> REQUIRED ACTION
The output should consist solely of the lines running from the one that contains "join clauses use." through the end of the records below, copied exactly.

Saved data entries:
----
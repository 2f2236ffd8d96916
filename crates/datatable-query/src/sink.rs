//! The query-sink capability.

use crate::expr::Expr;
use crate::join::Join;

/// Where the tree's traversals write their output.
///
/// The composition tree never renders SQL itself; it emits select items,
/// AND-composed conditions, and join clauses into a sink. `join_aliases`
/// is the introspection the tree's idempotent-join guard relies on: a
/// sink must report exactly the aliases its current join clauses use.
pub trait QuerySink {
    /// Add a select item (an entity alias or qualified column).
    fn add_select(&mut self, item: &str);

    /// AND an additional condition onto the accumulated criteria.
    fn and_where(&mut self, expr: Expr);

    /// Add a join clause.
    fn add_join(&mut self, join: Join);

    /// Aliases of every join clause currently in the sink.
    fn join_aliases(&self) -> Vec<String>;
}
----
> FINISHED EXERCISE
/// sink must report exactly the aliases its current join clauses use.
pub trait QuerySink {
    /// Add a select item (an entity alias or qualified column).
    fn add_select(&mut self, item: &str);

    /// AND an additional condition onto the accumulated criteria.
    fn and_where(&mut self, expr: Expr);

    /// Add a join clause.
    fn add_join(&mut self, join: Join);

    /// Aliases of every join clause currently in the sink.
    fn join_aliases(&self) -> Vec<String>;
}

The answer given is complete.